Thank you!!!!!!! I have to admit its not so much WANTING a tiny but I'm drawn to him. I want him cause I KNOW I can and will take care of him. My kids are grown so I have the time and ability to do it. I don't care about the costs. We are completely debt free and own 2 paid off rental properties so cost isn't an issue. I feel for this little guy and no matter what I don't want to see him going to someone with a kid that's gonna drop him or someone who doesn't have time for him. I feel like I am in a way rescuing him!!!!! Did you ever stop to think of that. I'm glad I don't have to have the PERFECT dog. We are not perfect so why does a dog have to be perfect or else we don't get them. Thank God some people want the imperfect ones!!!!! Thank you for the positive responses. I appreciate it. For the comments about the breeder. You know NOTHING about her or what our conversations have been. So for your info she DOESN'T want to fly him cargo!!!!!! She is VERY concerned about him and his welfare. He was not overpriced cause of his size. In fact he was cheaper than a lot of her puppies. So until you know how can you just assume things. Now on to more important things.....getting my little man home safe and sound.


----------



## Bandit (Jan 4, 2012)

I am sorry. I really did not mean to add a negative comment. I am happy for you - any animal is a blessing.

I have learned a lot on this forum and tend to see the positive in what people post. I really believe everyone is trying to help in their own ways.

I am sure that little London will be as spoiled as every chi represented on this forum. That is after all what we do. Congratulations.


----------



## mommasboy (Dec 25, 2008)

Bandit said:


> I am sorry. I really did not mean to add a negative comment. I am happy for you - any animal is a blessing.
> 
> I have learned a lot on this forum and tend to see the positive in what people post. I really believe everyone is trying to help in their own ways.
> 
> I am sure that little London will be as spoiled as every chi represented on this forum. That is after all what we do. Congratulations.


Thank you. That means a lot. Both the breeder and I are working tirelessly to bring him home as safe as possible.
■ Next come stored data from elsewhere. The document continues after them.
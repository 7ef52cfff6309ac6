use std::collections::HashMap;

use async_trait::async_trait;
use reqwest::header::ACCEPT;
use reqwest::{Client, RequestBuilder};
use serde::Deserialize;
use serde_json::json;

use crate::config::StateConfig;
use crate::domain::PostedState;
use crate::store::{StateStore, StoreError};

const GITHUB_JSON: &str = "application/vnd.github.v3+json";

/// State kept as a named file inside a GitHub gist.
pub struct GistStore {
    client: Client,
    api_base: String,
    filename: String,
    credentials: Option<Credentials>,
}

struct Credentials {
    token: String,
    gist_id: String,
}

#[derive(Debug, Deserialize)]
struct GistDocument {
    #[serde(default)]
    files: HashMap<String, GistFile>,
}

#[derive(Debug, Deserialize)]
struct GistFile {
    content: Option<String>,
}

impl GistStore {
    pub fn new(client: Client, config: &StateConfig) -> Self {
        let credentials = config.credentials().map(|(token, gist_id)| Credentials {
            token: token.to_string(),
            gist_id: gist_id.to_string(),
        });

        Self {
            client,
            api_base: config.api_base.trim_end_matches('/').to_string(),
            filename: config.filename.clone(),
            credentials,
        }
    }

    pub fn is_configured(&self) -> bool {
        self.credentials.is_some()
    }

    fn request(
        &self,
        build: impl FnOnce(&Client, String) -> RequestBuilder,
    ) -> Result<RequestBuilder, StoreError> {
        let creds = self.credentials.as_ref().ok_or(StoreError::NotConfigured)?;
        let url = format!("{}/gists/{}", self.api_base, creds.gist_id);

        Ok(build(&self.client, url)
            .bearer_auth(&creds.token)
            .header(ACCEPT, GITHUB_JSON))
    }
}

#[async_trait]
impl StateStore for GistStore {
    async fn load(&self) -> Result<PostedState, StoreError> {
        let response = self.request(|client, url| client.get(url))?.send().await?;

        let status = response.status();
        if !status.is_success() {
            return Err(StoreError::Status(status.as_u16()));
        }

        let document: GistDocument = response.json().await?;
        match document.files.get(&self.filename).and_then(|f| f.content.as_deref()) {
            Some(content) => Ok(PostedState::from_json(content)?),
            None => {
                tracing::debug!("{} not present in gist, starting fresh", self.filename);
                Ok(PostedState::default())
            }
        }
    }

    async fn save(&self, state: &PostedState) -> Result<(), StoreError> {
        let payload = json!({
            "files": {
                self.filename.as_str(): {
                    "content": state.to_json()?
                }
            }
        });

        let response = self
            .request(|client, url| client.patch(url))?
            .json(&payload)
            .send()
            .await?;

        let status = response.status();
        if !status.is_success() {
            return Err(StoreError::Status(status.as_u16()));
        }

        tracing::info!("State saved ({} ids)", state.len());
        Ok(())
    }
}
use async_trait::async_trait;
use reqwest::Client;

use crate::app::Result;
use crate::fetcher::Fetcher;

pub struct HttpFetcher {
    client: Client,
}

impl HttpFetcher {
    pub fn new(client: Client) -> Self {
        Self { client }
    }
}

#[async_trait]
impl Fetcher for HttpFetcher {
    async fn fetch(&self, url: &str) -> Result<Vec<u8>> {
        let response = self.client.get(url).send().await?;
        response.error_for_status_ref()?;

        let body = response.bytes().await?.to_vec();
        tracing::debug!("Fetched {} bytes from {}", body.len(), url);

        Ok(body)
    }
}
We have his best interest #1 on our priority list!!!!!


----------



## mommasboy (Dec 25, 2008)

FYI- BREEDER JUST OFFERED $100 TOWARDS MY AIRFARE IF I FLY OUT TO PICK HIM UP!!!!! Sounds like a FABULOUS breeder to me!!!! She doesn't have to do that!! 

Also, where is TLI with little Jade?? Is she still on this forum? Would love to chat with her about tinies. Thanks!


----------



## ~LS~ (Oct 29, 2011)

I do not know if this is a reputable breeder who has good intentions or not, so I'm not commenting on that.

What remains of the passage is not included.